» **What to do**: Nothing belongs in the answer except the lines of the material that include "your".

» **Data supplied**:
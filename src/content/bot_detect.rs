//! Bot-verification page detection.
//!
//! Challenge pages (Cloudflare interstitials, CAPTCHAs, "checking your
//! browser" screens) read as plausible short documents to the extraction
//! heuristics. Detecting them here turns that failure mode into a hard
//! strategy error so the cascade can escalate to a real browser instead of
//! caching challenge boilerplate as legal text.

use std::sync::LazyLock;

use scraper::{Html, Node, Selector};

/// Challenge phrases. Two or more matches condemn a page.
const CHALLENGE_PHRASES: &[&str] = &[
    "verify you're human",
    "verify you are human",
    "verifying you are human",
    "captcha",
    "security check",
    "checking your browser",
    "prove you're not a robot",
    "are you a robot",
    "ddos protection",
    "access to this page has been denied",
];

/// Phrases that never occur in legitimate legal text; one match suffices.
const EXPLICIT_CHALLENGE_PHRASES: &[&str] = &[
    "verify you're human",
    "verify you are human",
    "verifying you are human",
    "prove you're not a robot",
];

/// Lower-confidence phrases, only consulted for pages under 1000 chars
/// where there is too little text for the main list to accumulate matches.
const SECONDARY_PHRASES: &[&str] = &[
    "just a moment",
    "one more step",
    "please wait",
    "enable javascript and cookies",
    "unusual traffic",
    "browser check",
];

static CAPTCHA_FRAME: LazyLock<Selector> = LazyLock::new(|| {
    Selector::parse(
        "iframe[src*='captcha'], iframe[src*='recaptcha'], iframe[src*='hcaptcha'], \
         iframe[src*='turnstile'], iframe[title*='challenge']",
    )
    .expect("BUG: hardcoded captcha iframe selector is invalid")
});

static CAPTCHA_ELEMENT: LazyLock<Selector> = LazyLock::new(|| {
    Selector::parse(".g-recaptcha, .h-captcha, .cf-turnstile, #challenge-form, #challenge-running")
        .expect("BUG: hardcoded captcha element selector is invalid")
});

static CAPTCHA_IMAGE: LazyLock<Selector> = LazyLock::new(|| {
    Selector::parse("img[src*='captcha'], img[alt*='captcha'], img[alt*='verification']")
        .expect("BUG: hardcoded captcha image selector is invalid")
});

static BODY: LazyLock<Selector> =
    LazyLock::new(|| Selector::parse("body").expect("BUG: hardcoded selector 'body' is invalid"));

/// Decide whether a parsed document is a bot-verification challenge rather
/// than content.
#[must_use]
pub fn is_bot_challenge(doc: &Html) -> bool {
    // Embedded CAPTCHA frames are unambiguous
    if doc.select(&CAPTCHA_FRAME).next().is_some() {
        log::debug!("bot challenge: captcha iframe present");
        return true;
    }

    let text = visible_text(doc).to_lowercase();

    if EXPLICIT_CHALLENGE_PHRASES.iter().any(|p| text.contains(p)) {
        log::debug!("bot challenge: explicit challenge phrase");
        return true;
    }

    let mut signals = CHALLENGE_PHRASES
        .iter()
        .filter(|p| text.contains(*p))
        .count();
    if doc.select(&CAPTCHA_ELEMENT).next().is_some() {
        signals += 1;
    }
    if doc.select(&CAPTCHA_IMAGE).next().is_some() {
        signals += 1;
    }
    if signals >= 2 {
        log::debug!("bot challenge: {signals} signals matched");
        return true;
    }

    // Short ambiguous pages: a single low-confidence phrase is enough
    if text.chars().count() < 1000 && SECONDARY_PHRASES.iter().any(|p| text.contains(p)) {
        log::debug!("bot challenge: short page with secondary phrase");
        return true;
    }

    false
}

/// Collect the visible text of the document body, skipping script, style,
/// and noscript subtrees whose contents a user never sees.
#[must_use]
pub fn visible_text(doc: &Html) -> String {
    let mut out = String::new();
    if let Some(body) = doc.select(&BODY).next() {
        collect_visible(*body, &mut out);
    } else {
        collect_visible(doc.tree.root(), &mut out);
    }
    out
}

fn collect_visible(node: ego_tree::NodeRef<'_, Node>, out: &mut String) {
    for child in node.children() {
        match child.value() {
            Node::Element(el) if matches!(el.name(), "script" | "style" | "noscript") => {}
            Node::Element(_) => collect_visible(child, out),
            Node::Text(t) => {
                out.push_str(t);
                out.push(' ');
            }
            _ => {}
        }
    }
}

#[cfg(test)]
mod tests {
    use super::*;

    #[test]
    fn two_phrases_condemn_a_page() {
        let html = "<html><body><h1>Security check</h1>\
                    <p>Please complete the CAPTCHA to continue.</p></body></html>";
        assert!(is_bot_challenge(&Html::parse_document(html)));
    }

    #[test]
    fn explicit_phrase_alone_condemns() {
        let html = "<html><body><p>Verify you are human by completing the action below.</p>\
                    </body></html>";
        assert!(is_bot_challenge(&Html::parse_document(html)));
    }

    #[test]
    fn captcha_iframe_condemns() {
        let html = "<html><body><p>Welcome</p>\
                    <iframe src='https://www.google.com/recaptcha/api2/anchor'></iframe>\
                    </body></html>";
        assert!(is_bot_challenge(&Html::parse_document(html)));
    }

    #[test]
    fn short_page_with_secondary_phrase_condemns() {
        let html = "<html><body><p>Just a moment...</p></body></html>";
        assert!(is_bot_challenge(&Html::parse_document(html)));
    }

    #[test]
    fn legal_text_mentioning_security_passes() {
        let body = format!(
            "<p>Our service performs a security check on uploaded files. {}</p>",
            "These terms govern your use of the service. ".repeat(40)
        );
        let html = format!("<html><body>{body}</body></html>");
        assert!(!is_bot_challenge(&Html::parse_document(&html)));
    }

    #[test]
    fn script_text_is_not_visible() {
        let html = "<html><body><script>var x = 'captcha security check';</script>\
                    <p>Plain page</p></body></html>";
        let doc = Html::parse_document(html);
        assert!(!visible_text(&doc).contains("captcha"));
    }
}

» **Solution to this problem**:
//! Challenge pages (Cloudflare interstitials, CAPTCHAs, "checking your
    "checking your browser",
            "These terms govern your use of the service. ".repeat(40)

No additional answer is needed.